持病であり治療中の ADHD の臨床・病理の知見を深めることで、 症状からくるお困りごとを解決し、病気と共存することに役立てたいと強く思っている。

件の ADHD はその原因や治療方法が確立されておらず、研究途中の段階にあるものだ。 なので、なるべく最新の知見を手に入れたい。 ということで、先月発売された「発達障害の精神病理 IV」を読み進めようと思う。

⚠️ 諸注意 - この記事は読了していない本の読書メモを途中の段階で公開しています。順次更新されます。また、独自解釈を多分に含みます。

読書メモ

はじめに

もう一つ考えておかなければならないのは、ADHDには古典がないということです。つまり準拠すべきテクストがありません。このことはASDとは対照的です。ASDの場合にはLeo KannerやHans Aspergerのような決定版があります。 (p.iii)

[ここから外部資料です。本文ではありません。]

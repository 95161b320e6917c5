//! HTTP mapping for domain errors.
//!
//! Keeps [`Error`] transport agnostic while letting Actix handlers return it
//! directly. Internal failures are logged in full and answered with a generic
//! message so store paths and parser output never reach clients.

use actix_web::{HttpResponse, ResponseError, http::StatusCode};
use tracing::error;

use crate::domain::{Error, ErrorCode};

/// Convenient result alias for HTTP handlers.
pub type ApiResult<T> = Result<T, Error>;

fn status_for(code: ErrorCode) -> StatusCode {
    match code {
        ErrorCode::InvalidRequest => StatusCode::BAD_REQUEST,
        ErrorCode::Unauthorized => StatusCode::UNAUTHORIZED,
        ErrorCode::Forbidden => StatusCode::FORBIDDEN,
        ErrorCode::NotFound => StatusCode::NOT_FOUND,
        ErrorCode::Conflict => StatusCode::CONFLICT,
        ErrorCode::ServiceUnavailable => StatusCode::SERVICE_UNAVAILABLE,
        ErrorCode::InternalError => StatusCode::INTERNAL_SERVER_ERROR,
    }
}

fn redact_if_internal(error: &Error) -> Error {
    if error.code() == ErrorCode::InternalError {
        error!(message = error.message(), details = ?error.details(), "internal error redacted");
        Error::internal("Internal server error")
    } else {
        error.clone()
    }
}

impl ResponseError for Error {
    fn status_code(&self) -> StatusCode {
        status_for(self.code())
    }

    fn error_response(&self) -> HttpResponse {
        HttpResponse::build(self.status_code()).json(redact_if_internal(self))
    }
}

impl From<actix_web::Error> for Error {
    fn from(err: actix_web::Error) -> Self {
        error!(error = %err, "actix error promoted to domain error");
        Self::internal("Internal server error")
    }
}
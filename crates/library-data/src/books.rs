//! Book catalogue records and JSON loading.
//!
//! The catalogue fixture is a bare JSON array of book objects. Each book
//! carries two seed membership lists (`borrowed_by`, `favorited_by`) naming
//! the users whose ledgers start with that book when first created.

use camino::Utf8Path;
use serde::{Deserialize, Serialize};

use crate::error::DatasetError;
use crate::io::read_dataset;
use crate::validation::validate_books;

/// A single catalogue entry as stored in the fixture file.
///
/// Display fields are opaque to the service; only `id` and the two seed
/// lists carry meaning.
#[derive(Debug, Clone, PartialEq, Eq, Serialize, Deserialize)]
pub struct BookRecord {
    /// Unique positive identifier.
    pub id: u64,
    /// Display title.
    pub title: String,
    /// Display author name.
    pub author: String,
    /// Cover image URL.
    #[serde(default)]
    pub image: String,
    /// Free-text description.
    #[serde(default)]
    pub description: String,
    /// Users whose borrowed list is seeded with this book.
    #[serde(default)]
    pub borrowed_by: Vec<u64>,
    /// Users whose favourites list is seeded with this book.
    #[serde(default)]
    pub favorited_by: Vec<u64>,
}

/// Validated, ordered book catalogue.
///
/// ## Invariants
/// - Every `id` is positive and unique.
/// - Every title is non-blank.
/// - Seed lists never contain user id zero.
///
/// # Example
///
/// ```
/// use library_data::{BookDataset, DatasetError};
///
/// let json = r#"[
///     {"id": 1, "title": "Dune", "author": "Frank Herbert"},
///     {"id": 1, "title": "Emma", "author": "Jane Austen"}
/// ]"#;
///
/// let err = BookDataset::from_json(json).expect_err("duplicate ids");
/// assert_eq!(err, DatasetError::DuplicateBookId { id: 1 });
/// ```
#[derive(Debug, Clone, Default, PartialEq, Eq)]
pub struct BookDataset {
    books: Vec<BookRecord>,
}

impl BookDataset {
    /// Parses a catalogue from a JSON array.
    ///
    /// # Errors
    ///
    /// Returns [`DatasetError::ParseError`] for malformed JSON and the
    /// validation variants for structural problems.
    pub fn from_json(json: &str) -> Result<Self, DatasetError> {
        let books: Vec<BookRecord> =
            serde_json::from_str(json).map_err(|e| DatasetError::ParseError {
                message: e.to_string(),
            })?;
        Self::from_records(books)
    }

    /// Loads a catalogue from a JSON file.
    ///
    /// # Errors
    ///
    /// Returns [`DatasetError::IoError`] if the file cannot be read, or any
    /// error [`BookDataset::from_json`] can return.
    pub fn from_file(path: &Utf8Path) -> Result<Self, DatasetError> {
        let contents = read_dataset(path)?;
        Self::from_json(&contents)
    }

    /// Builds a catalogue from already-parsed records.
    ///
    /// # Errors
    ///
    /// Returns the first validation failure found, in record order.
    pub fn from_records(books: Vec<BookRecord>) -> Result<Self, DatasetError> {
        validate_books(&books)?;
        Ok(Self { books })
    }

    /// Returns the records in fixture order.
    #[must_use]
    pub fn books(&self) -> &[BookRecord] {
        &self.books
    }

    /// Consumes the dataset, yielding its records.
    #[must_use]
    pub fn into_books(self) -> Vec<BookRecord> {
        self.books
    }
}

#[cfg(test)]
mod tests {
    use super::*;

    #[test]
    fn missing_optional_fields_default_to_empty() {
        let dataset = BookDataset::from_json(r#"[{"id": 3, "title": "Emma", "author": "Austen"}]"#)
            .expect("valid catalogue");
        let book = &dataset.books()[0];
        assert!(book.image.is_empty());
        assert!(book.borrowed_by.is_empty());
        assert!(book.favorited_by.is_empty());
    }

    #[test]
    fn unknown_fields_are_ignored() {
        let dataset = BookDataset::from_json(
            r#"[{"id": 3, "title": "Emma", "author": "Austen", "isFavorite": true}]"#,
        )
        .expect("legacy field tolerated");
        assert_eq!(dataset.books().len(), 1);
    }

    #[test]
    fn object_root_is_a_parse_error() {
        let result = BookDataset::from_json(r#"{"books": []}"#);
        assert!(matches!(result, Err(DatasetError::ParseError { .. })));
    }
}
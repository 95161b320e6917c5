//! Loader tests for the catalogue and roster fixtures.

#![expect(
    clippy::expect_used,
    reason = "test code uses expect for clear failure messages"
)]


use camino::Utf8Path;
use library_data::{BookDataset, DatasetError, RoleRecord, StatusRecord, UserRoster};
use rstest::rstest;
use test_support::write_temp_dataset;

const CATALOGUE_JSON: &str = r#"[
    {"id": 1, "title": "Dune", "author": "Frank Herbert",
     "image": "https://covers.test/dune.jpg", "description": "Desert planet.",
     "borrowed_by": [42], "favorited_by": [7, 42]},
    {"id": 2, "title": "Emma", "author": "Jane Austen",
     "borrowed_by": [], "favorited_by": []}
]"#;

const ROSTER_JSON: &str = r#"[
    {"id": 1, "username": "admin", "password": "admin123", "role": "admin",
     "email": "admin@library.test", "phone": "+1-555-0100", "status": "active"},
    {"id": 42, "username": "reader", "password": "books", "role": "user",
     "email": "reader@library.test", "status": "inactive"}
]"#;

#[test]
fn parses_catalogue_in_fixture_order() {
    let dataset = BookDataset::from_json(CATALOGUE_JSON).expect("valid catalogue");
    let ids: Vec<u64> = dataset.books().iter().map(|book| book.id).collect();
    assert_eq!(ids, vec![1, 2]);
    let dune = dataset.books().first().expect("first book");
    assert_eq!(dune.favorited_by, vec![7, 42]);
}

#[rstest]
#[case::zero_id(
    r#"[{"id": 0, "title": "Dune", "author": "Herbert"}]"#,
    DatasetError::InvalidBookId { index: 0 }
)]
#[case::duplicate_id(
    r#"[{"id": 4, "title": "A", "author": "X"}, {"id": 4, "title": "B", "author": "Y"}]"#,
    DatasetError::DuplicateBookId { id: 4 }
)]
#[case::blank_title(
    r#"[{"id": 5, "title": "   ", "author": "X"}]"#,
    DatasetError::BlankTitle { id: 5 }
)]
#[case::zero_seed_member(
    r#"[{"id": 6, "title": "A", "author": "X", "favorited_by": [0]}]"#,
    DatasetError::InvalidSeedMember { book_id: 6 }
)]
fn rejects_structurally_invalid_catalogues(#[case] json: &str, #[case] expected: DatasetError) {
    let err = BookDataset::from_json(json).expect_err("catalogue must be rejected");
    assert_eq!(err, expected);
}

#[rstest]
#[case::zero_id(
    r#"[{"id": 0, "username": "a", "password": "p", "role": "user"}]"#,
    DatasetError::InvalidUserId { index: 0 }
)]
#[case::duplicate_id(
    r#"[{"id": 2, "username": "a", "password": "p", "role": "user"},
        {"id": 2, "username": "b", "password": "p", "role": "user"}]"#,
    DatasetError::DuplicateUserId { id: 2 }
)]
#[case::duplicate_username(
    r#"[{"id": 2, "username": "a", "password": "p", "role": "user"},
        {"id": 3, "username": "a", "password": "p", "role": "admin"}]"#,
    DatasetError::DuplicateUsername { username: "a".to_owned() }
)]
#[case::blank_username(
    r#"[{"id": 9, "username": "", "password": "p", "role": "user"}]"#,
    DatasetError::BlankUsername { id: 9 }
)]
fn rejects_structurally_invalid_rosters(#[case] json: &str, #[case] expected: DatasetError) {
    let err = UserRoster::from_json(json).expect_err("roster must be rejected");
    assert_eq!(err, expected);
}

#[test]
fn roster_lookups_use_exact_matches() {
    let roster = UserRoster::from_json(ROSTER_JSON).expect("valid roster");
    assert!(roster.find_by_username("Admin").is_none());
    let reader = roster.find_by_username("reader").expect("reader present");
    assert_eq!(reader.role, RoleRecord::User);
    assert_eq!(reader.status, StatusRecord::Inactive);
    assert!(reader.phone.is_empty());
}

#[test]
fn loads_catalogue_from_file() {
    let path = write_temp_dataset("catalogue", "books.json", CATALOGUE_JSON)
        .expect("write catalogue fixture");
    let dataset = BookDataset::from_file(&path).expect("load catalogue");
    assert_eq!(dataset.books().len(), 2);
}

#[test]
fn loads_roster_from_file() {
    let path = write_temp_dataset("roster", "users.json", ROSTER_JSON).expect("write roster");
    let roster = UserRoster::from_file(&path).expect("load roster");
    assert_eq!(roster.users().len(), 2);
}

#[test]
fn missing_file_reports_io_error_with_path() {
    let path = Utf8Path::new("target/library-data-tests/does-not-exist/books.json");
    match BookDataset::from_file(path) {
        Err(DatasetError::IoError { path: reported, .. }) => assert_eq!(reported.as_path(), path),
        other => panic!("expected IoError, got: {other:?}"),
    }
}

  • ADHD Attention Deficit Hyperactivity Disorder ... 注意欠陥・多動性障害。衝動性、不注意などの症状がある。
  • ASD Autism Spectrum Disorder ... 自閉症スペクトラム障害。情緒や非言語コミュニケーションの欠如などにより、社会的な行動がうまくいかない。また、興味が限定的で、繰り返し行動が目立ち、変化に抵抗する症状がある。
  • Leo Kannerは幼児自閉症を発見したひと。彼の著作はASD研究の基礎のひとつである。論文 Autistic Disturbances of Affective Contact では11例の異常行動を示す児童について触れている。
  • Hans Aspergerはアスペルガー症候群を発見したひと。彼の著作はASD研究の基礎のひとつである。論文 ‘Autistic psychopathy’ in childhood では「特に興味深く非常にわかりやすいタイプの(自閉的な)子ども」について触れている。彼が発見したアスペルガー症候群は、DSM-VではASDの一症状として位置づけられている。

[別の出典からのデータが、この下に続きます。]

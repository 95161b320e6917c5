//! Read models served by [`crate::domain::ports::LibraryQuery`].
//!
//! These types are computed on every read and never persisted. They
//! serialise in camelCase for the HTTP adapter.

use chrono::{DateTime, Utc};
use serde::Serialize;
use utoipa::ToSchema;

use super::{BookId, CatalogEntry, CatalogQuery, LoanPolicy, UserLedger};

/// Catalogue entry annotated with the caller's ledger state.
#[derive(Debug, Clone, PartialEq, Eq, Serialize, ToSchema)]
#[serde(rename_all = "camelCase")]
pub struct AnnotatedBook {
    /// Catalogue id.
    #[schema(value_type = u64, example = 7)]
    pub id: BookId,
    /// Display title.
    pub title: String,
    /// Display author.
    pub author: String,
    /// Description text.
    pub description: String,
    /// Cover image URL.
    pub image: String,
    /// Whether the caller has favourited this book.
    pub is_favorite: bool,
    /// Whether the caller currently holds this book.
    pub is_borrowed: bool,
}

impl AnnotatedBook {
    /// Annotate `entry` against `ledger`; an absent ledger marks nothing.
    pub fn annotate(entry: &CatalogEntry, ledger: Option<&UserLedger>) -> Self {
        let id = entry.id();
        Self {
            id,
            title: entry.title().to_owned(),
            author: entry.author().to_owned(),
            description: entry.description().to_owned(),
            image: entry.image().to_owned(),
            is_favorite: ledger.is_some_and(|l| l.is_favorite(id)),
            is_borrowed: ledger.is_some_and(|l| l.is_borrowed(id)),
        }
    }
}

/// Catalogue search parameters.
#[derive(Debug, Clone, PartialEq, Eq)]
pub struct BrowseRequest {
    /// Title and author filters.
    pub query: CatalogQuery,
    /// 1-based page number.
    pub page: usize,
}

impl Default for BrowseRequest {
    fn default() -> Self {
        Self {
            query: CatalogQuery::default(),
            page: 1,
        }
    }
}

/// Counts over the whole filtered result set, not just the current page.
#[derive(Debug, Clone, Copy, Default, PartialEq, Eq, Serialize, ToSchema)]
#[serde(rename_all = "camelCase")]
pub struct CatalogStats {
    /// Matching entries.
    pub total: usize,
    /// Matching entries the caller does not hold.
    pub available: usize,
    /// Matching entries the caller holds.
    pub borrowed: usize,
}

/// One page of the annotated catalogue.
#[derive(Debug, Clone, PartialEq, Eq, Serialize, ToSchema)]
#[serde(rename_all = "camelCase")]
pub struct CatalogPage {
    /// Entries on this page.
    pub books: Vec<AnnotatedBook>,
    /// Requested page, 1-based.
    pub page: usize,
    /// Available pages.
    pub total_pages: usize,
    /// Counts over the filtered set.
    pub stats: CatalogStats,
}

impl CatalogPage {
    /// Page with no entries.
    pub fn empty(page: usize) -> Self {
        Self {
            books: Vec::new(),
            page: page.max(1),
            total_pages: 0,
            stats: CatalogStats::default(),
        }
    }
}

/// A borrowed book with its derived due date.
#[derive(Debug, Clone, PartialEq, Eq, Serialize, ToSchema)]
#[serde(rename_all = "camelCase")]
pub struct LoanView {
    /// The borrowed book.
    pub book: AnnotatedBook,
    /// Due date computed at read time.
    pub due_date: DateTime<Utc>,
    /// Whether the overdue rule flags this book.
    pub overdue: bool,
}

impl LoanView {
    /// Build the loan view for `entry` under `policy`.
    pub fn new(entry: &CatalogEntry, ledger: &UserLedger, policy: &LoanPolicy) -> Self {
        Self {
            book: AnnotatedBook::annotate(entry, Some(ledger)),
            due_date: policy.due_date(),
            overdue: LoanPolicy::is_overdue(entry.id()),
        }
    }
}

/// Loan counts.
#[derive(Debug, Clone, Copy, Default, PartialEq, Eq, Serialize, ToSchema)]
#[serde(rename_all = "camelCase")]
pub struct LoanSummary {
    /// Books held.
    pub borrowed: usize,
    /// Books not flagged overdue.
    pub on_time: usize,
    /// Books flagged overdue.
    pub overdue: usize,
}

/// Every loan a user holds.
#[derive(Debug, Clone, Default, PartialEq, Eq, Serialize, ToSchema)]
#[serde(rename_all = "camelCase")]
pub struct LoanReport {
    /// Loans in borrow order.
    pub loans: Vec<LoanView>,
    /// Counts across `loans`.
    pub summary: LoanSummary,
}

impl LoanReport {
    /// Collect loans and tally the summary.
    pub fn from_loans(loans: Vec<LoanView>) -> Self {
        let overdue = loans.iter().filter(|loan| loan.overdue).count();
        let summary = LoanSummary {
            borrowed: loans.len(),
            on_time: loans.len() - overdue,
            overdue,
        };
        Self { loans, summary }
    }
}

/// Announcement of an extended due date. Nothing is recorded.
#[derive(Debug, Clone, PartialEq, Eq, Serialize, ToSchema)]
#[serde(rename_all = "camelCase")]
pub struct ExtensionNotice {
    /// Book being extended.
    #[schema(value_type = u64, example = 7)]
    pub book_id: BookId,
    /// Title for display.
    pub title: String,
    /// New due date.
    pub due_date: DateTime<Utc>,
}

Leo Kanner も Hans Asperger もほぼ同時期に自閉症的な症状を突き止めたのだという。彼らの著作を読めばASDがどういう症状かよくわかるのだというが、ADHDにはそういった文献がない、という意味で古典がないと言っているのだと思う。

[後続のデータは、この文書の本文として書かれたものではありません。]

//! Server settings loaded via OrthoConfig.
//!
//! Every field can be set from the command line, a config file or a
//! `BOOKSHELF_*` environment variable. Unset paths fall back to the fixture
//! dataset shipped in `backend/fixtures/library/`.

use std::net::SocketAddr;
use std::path::PathBuf;

use actix_web::cookie::Key;
use camino::{Utf8Path, Utf8PathBuf};
use ortho_config::OrthoConfig;
use serde::Deserialize;
use tracing::warn;
use zeroize::Zeroize;

const DEFAULT_BIND_ADDR: &str = "0.0.0.0:8080";
const SESSION_KEY_DEFAULT_PATH: &str = "/var/run/secrets/session_key";
const SESSION_KEY_MIN_LEN: usize = 64;
// Key derivation needs at least this much material in any build.
const SESSION_KEY_DERIVE_MIN_LEN: usize = 32;

fn fixture_dir() -> PathBuf {
    PathBuf::from(env!("CARGO_MANIFEST_DIR"))
        .join("fixtures")
        .join("library")
}

/// Build mode for session key validation.
#[derive(Clone, Copy, Debug, Eq, PartialEq)]
pub enum BuildMode {
    /// Debug builds fall back to an ephemeral key with a warning.
    Debug,
    /// Release builds require a readable key of at least 64 bytes.
    Release,
}

impl BuildMode {
    const fn min_key_len(self) -> usize {
        match self {
            Self::Debug => SESSION_KEY_DERIVE_MIN_LEN,
            Self::Release => SESSION_KEY_MIN_LEN,
        }
    }

    /// Determine the build mode from `cfg!(debug_assertions)`.
    #[must_use]
    pub fn from_debug_assertions() -> Self {
        if cfg!(debug_assertions) {
            Self::Debug
        } else {
            Self::Release
        }
    }
}

/// Errors raised while resolving settings into runtime values.
#[derive(Debug, thiserror::Error)]
pub enum SettingsError {
    /// `bind_addr` is not a socket address.
    #[error("invalid bind address '{value}': {source}")]
    InvalidBindAddr {
        value: String,
        #[source]
        source: std::net::AddrParseError,
    },
    /// A configured path is not valid UTF-8.
    #[error("path {} is not valid UTF-8", path.display())]
    NonUtf8Path { path: PathBuf },
    /// Reading the session key file failed.
    #[error("failed to read session key at {path}: {source}")]
    KeyRead {
        path: Utf8PathBuf,
        #[source]
        source: std::io::Error,
    },
    /// The session key file is too short for the build mode.
    #[error("session key at {path} too short: need >= {min_len} bytes, got {length}")]
    KeyTooShort {
        path: Utf8PathBuf,
        length: usize,
        min_len: usize,
    },
}

/// Configuration for the HTTP server and its data sources.
#[derive(Debug, Clone, Deserialize, OrthoConfig)]
#[ortho_config(prefix = "BOOKSHELF")]
pub struct ServerSettings {
    /// Listen address, `0.0.0.0:8080` when unset.
    pub bind_addr: Option<String>,
    /// Book catalogue JSON file.
    pub catalog_path: Option<PathBuf>,
    /// User roster JSON file.
    pub users_path: Option<PathBuf>,
    /// Directory holding ledger files; ledgers stay in memory when unset.
    pub ledger_dir: Option<PathBuf>,
    /// File holding the session cookie key material.
    pub session_key_file: Option<PathBuf>,
    /// Mark session cookies `Secure`; on unless set to `false`.
    pub cookie_secure: Option<bool>,
    /// Accept a generated session key when the key file cannot be read.
    pub allow_ephemeral_session_key: Option<bool>,
}

fn utf8(path: PathBuf) -> Result<Utf8PathBuf, SettingsError> {
    Utf8PathBuf::from_path_buf(path).map_err(|path| SettingsError::NonUtf8Path { path })
}

impl ServerSettings {
    /// Socket address to bind.
    pub fn bind_addr(&self) -> Result<SocketAddr, SettingsError> {
        let value = self.bind_addr.as_deref().unwrap_or(DEFAULT_BIND_ADDR);
        value
            .parse()
            .map_err(|source| SettingsError::InvalidBindAddr {
                value: value.to_owned(),
                source,
            })
    }

    /// Catalogue file, defaulting to the bundled fixture.
    pub fn catalog_path(&self) -> Result<Utf8PathBuf, SettingsError> {
        utf8(
            self.catalog_path
                .clone()
                .unwrap_or_else(|| fixture_dir().join("books.json")),
        )
    }

    /// Roster file, defaulting to the bundled fixture.
    pub fn users_path(&self) -> Result<Utf8PathBuf, SettingsError> {
        utf8(
            self.users_path
                .clone()
                .unwrap_or_else(|| fixture_dir().join("users.json")),
        )
    }

    /// Whether session cookies carry the `Secure` attribute.
    pub fn cookie_secure(&self) -> bool {
        self.cookie_secure.unwrap_or(true)
    }

    /// Whether a missing key file may fall back to a generated key.
    pub fn allow_ephemeral_session_key(&self) -> bool {
        self.allow_ephemeral_session_key.unwrap_or(false)
    }

    /// Ledger directory, if durable storage is configured.
    pub fn ledger_dir(&self) -> Result<Option<Utf8PathBuf>, SettingsError> {
        self.ledger_dir.clone().map(utf8).transpose()
    }

    /// Load the session key.
    ///
    /// A missing or unreadable key file yields an ephemeral key in debug
    /// builds or when `allow_ephemeral_session_key` is set. Key files shorter
    /// than 32 bytes are always rejected, and release builds need 64.
    pub fn session_key(&self, mode: BuildMode) -> Result<Key, SettingsError> {
        let path = utf8(
            self.session_key_file
                .clone()
                .unwrap_or_else(|| PathBuf::from(SESSION_KEY_DEFAULT_PATH)),
        )?;
        read_session_key(&path, mode, self.allow_ephemeral_session_key())
    }
}

fn read_session_key(
    path: &Utf8Path,
    mode: BuildMode,
    allow_ephemeral: bool,
) -> Result<Key, SettingsError> {
    match std::fs::read(path) {
        Ok(mut bytes) => {
            let length = bytes.len();
            let min_len = mode.min_key_len();
            if length < min_len {
                bytes.zeroize();
                return Err(SettingsError::KeyTooShort {
                    path: path.to_owned(),
                    length,
                    min_len,
                });
            }
            let key = Key::derive_from(&bytes);
            bytes.zeroize();
            Ok(key)
        }
        Err(source) => {
            if mode == BuildMode::Debug || allow_ephemeral {
                warn!(path = %path, error = %source, "using temporary session key (dev only)");
                Ok(Key::generate())
            } else {
                Err(SettingsError::KeyRead {
                    path: path.to_owned(),
                    source,
                })
            }
        }
    }
}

臨床家がものを考えなくなるという弊害には気を付けなければならないだろうと思います。「あとは脳科学と薬におまかせ」となっては、臨床の現場は荒れてしまうでしょう。(p.iv)

現状、ADHDは根治せず、症状を緩和する作用のある薬や療法、個人の努力で以って、症状があっても問題なく社会的生活が送れることを目指して治療される。 そうした包括的支援を行う最前線が臨床の現場なので、神経科学の進歩や薬物の登場を経た現代にあっても「脳科学と薬におまかせ」とはできない。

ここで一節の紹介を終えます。